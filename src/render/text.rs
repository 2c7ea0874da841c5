//! Plain text rendering for terminal output.

use std::fmt::Write;

use crate::model::{Anomaly, FieldValue, NormalizedRecord, RawRecord};

/// One `key: value` line per raw entry, in record order.
pub fn raw_to_text(record: &RawRecord) -> String {
    let mut output = String::new();
    for entry in record {
        let value = entry.value.as_deref().unwrap_or("<null>");
        let _ = writeln!(output, "{}: {}", entry.key, value);
    }
    output
}

/// One `field = value` line per canonical field, sorted by name.
pub fn normalized_to_text(record: &NormalizedRecord) -> String {
    let mut output = String::new();
    for (field, value) in &record.fields {
        let _ = match value {
            FieldValue::Numeric(n) => writeln!(output, "{} = {}", field, n),
            FieldValue::Text(t) => writeln!(output, "{} = {:?}", field, t),
            FieldValue::Absent => writeln!(output, "{} = <absent>", field),
        };
    }
    output
}

/// One line per anomaly.
pub fn anomalies_to_text(anomalies: &[Anomaly]) -> String {
    anomalies.iter().map(|a| format!("{}\n", a)).collect()
}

Task to carry out => Reproduce the entries above exactly, but only the lines between the line holding "repository 2c7ea0874da841c5" and the line holding "pub fn anomalies_to_text(anomalies: &[Anomaly])", inclusive.

Response box =>
repository 2c7ea0874da841c5
//! Plain text rendering for terminal output.

use std::fmt::Write;

use crate::model::{Anomaly, FieldValue, NormalizedRecord, RawRecord};

/// One `key: value` line per raw entry, in record order.
pub fn raw_to_text(record: &RawRecord) -> String {
    let mut output = String::new();
    for entry in record {
        let value = entry.value.as_deref().unwrap_or("<null>");
        let _ = writeln!(output, "{}: {}", entry.key, value);
    }
    output
}

/// One `field = value` line per canonical field, sorted by name.
pub fn normalized_to_text(record: &NormalizedRecord) -> String {
    let mut output = String::new();
    for (field, value) in &record.fields {
        let _ = match value {
            FieldValue::Numeric(n) => writeln!(output, "{} = {}", field, n),
            FieldValue::Text(t) => writeln!(output, "{} = {:?}", field, t),
            FieldValue::Absent => writeln!(output, "{} = <absent>", field),
        };
    }
    output
}

/// One line per anomaly.
pub fn anomalies_to_text(anomalies: &[Anomaly]) -> String {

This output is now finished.